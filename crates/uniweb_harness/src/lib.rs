//! Uniweb Harness Library
//!
//! Drives the `uniweb` content tool inside disposable sandboxes and checks
//! what it leaves on disk:
//! - Isolated temporary directories with their own working-directory cursor
//! - Fluent operations that run the tool and verify each effect eagerly
//! - Deferred batches of operations and deferred assertion chains
//! - Deterministic section documents via [`ContentBuilder`]
//! - Ready-made project scaffolds and timing helpers
//!
//! # Quick Start
//!
//! ```no_run
//! use uniweb_harness::{
//!     HarnessConfig, InitOptions, PageOptions, Sandbox, SectionOptions, SetSectionOptions,
//! };
//!
//! # async fn demo() -> uniweb_harness::Result<()> {
//! let mut sandbox = Sandbox::setup(HarnessConfig::with_tool("uniweb")).await?;
//!
//! sandbox
//!     .init_project("p", InitOptions::single_site())
//!     .await?
//!     .add_page("about", PageOptions::default())
//!     .await?
//!     .add_section("hero", SectionOptions::page("about"))
//!     .await?
//!     .set_section("hero", "# About Me\n\nBio text", SetSectionOptions::page("about"))
//!     .await?;
//!
//! sandbox
//!     .assertions()
//!     .file_contains("pages/about/hero.md", "# About Me", "heading written")
//!     .yaml_property("pages/about/page.yml", "sections.length", 1u64, "one section")
//!     .verify()
//!     .await?;
//!
//! sandbox.cleanup().await;
//! # Ok(())
//! # }
//! ```
//!
//! # Deferred Work
//!
//! Batches queue operations and run them in order on `execute`; assertion
//! chains queue checks and run them in order on `verify`. Both stop at the
//! first failure and neither rolls anything back.

mod assertions;
mod batch;
mod chain;
mod config;
mod content;
mod error;
mod manifest;
mod options;
mod perf;
mod sandbox;
mod scenario;
mod tree;

pub use assertions::{Assertion, AssertionChain};
pub use batch::{BatchOp, BatchOperations};
pub use config::HarnessConfig;
pub use content::ContentBuilder;
pub use error::{HarnessError, Result};
pub use manifest::{lookup_path, PageManifest, SectionEntry};
pub use options::{
    locale_dir, page_dir, pages_dir, site_root, InitOptions, LocaleOptions, PageOptions, Position,
    SectionOptions, SetSectionOptions,
};
pub use perf::{BulkReport, Measurement, PerformanceHelper, BULK_OPERATION};
pub use sandbox::{ProjectKind, RunOptions, Sandbox, ToolOutput};
pub use scenario::ScenarioBuilder;
pub use tree::{DirEntry, DirTree};
mod assertion_chain;
mod content_roundtrip;
mod performance;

Task to carry out: Write the entries out once more, exactly as given.

Answer for the task:
filename crates/uniweb_harness/src/lib.rs
//! Uniweb Harness Library
//!
//! Drives the `uniweb` content tool inside disposable sandboxes and checks
//! what it leaves on disk:
//! - Isolated temporary directories with their own working-directory cursor
//! - Fluent operations that run the tool and verify each effect eagerly
//! - Deferred batches of operations and deferred assertion chains
//! - Deterministic section documents via [`ContentBuilder`]
//! - Ready-made project scaffolds and timing helpers
//!
//! # Quick Start
//!
//! ```no_run
//! use uniweb_harness::{
//!     HarnessConfig, InitOptions, PageOptions, Sandbox, SectionOptions, SetSectionOptions,
//! };
//!
//! # async fn demo() -> uniweb_harness::Result<()> {
//! let mut sandbox = Sandbox::setup(HarnessConfig::with_tool("uniweb")).await?;
//!
//! sandbox
//!     .init_project("p", InitOptions::single_site())
//!     .await?
//!     .add_page("about", PageOptions::default())
//!     .await?
//!     .add_section("hero", SectionOptions::page("about"))
//!     .await?
//!     .set_section("hero", "# About Me\n\nBio text", SetSectionOptions::page("about"))
//!     .await?;
//!
//! sandbox
//!     .assertions()
//!     .file_contains("pages/about/hero.md", "# About Me", "heading written")
//!     .yaml_property("pages/about/page.yml", "sections.length", 1u64, "one section")
//!     .verify()
//!     .await?;
//!
//! sandbox.cleanup().await;
//! # Ok(())
//! # }
//! ```
//!
//! # Deferred Work
//!
//! Batches queue operations and run them in order on `execute`; assertion
//! chains queue checks and run them in order on `verify`. Both stop at the
//! first failure and neither rolls anything back.

mod assertions;
mod batch;
mod chain;
mod config;
mod content;
mod error;
mod manifest;
mod options;
mod perf;
mod sandbox;
mod scenario;
mod tree;

pub use assertions::{Assertion, AssertionChain};
pub use batch::{BatchOp, BatchOperations};
pub use config::HarnessConfig;
pub use content::ContentBuilder;
pub use error::{HarnessError, Result};
pub use manifest::{lookup_path, PageManifest, SectionEntry};
pub use options::{
    locale_dir, page_dir, pages_dir, site_root, InitOptions, LocaleOptions, PageOptions, Position,
    SectionOptions, SetSectionOptions,
};
pub use perf::{BulkReport, Measurement, PerformanceHelper, BULK_OPERATION};
pub use sandbox::{ProjectKind, RunOptions, Sandbox, ToolOutput};
pub use scenario::ScenarioBuilder;
pub use tree::{DirEntry, DirTree};
mod assertion_chain;
mod content_roundtrip;
mod performance;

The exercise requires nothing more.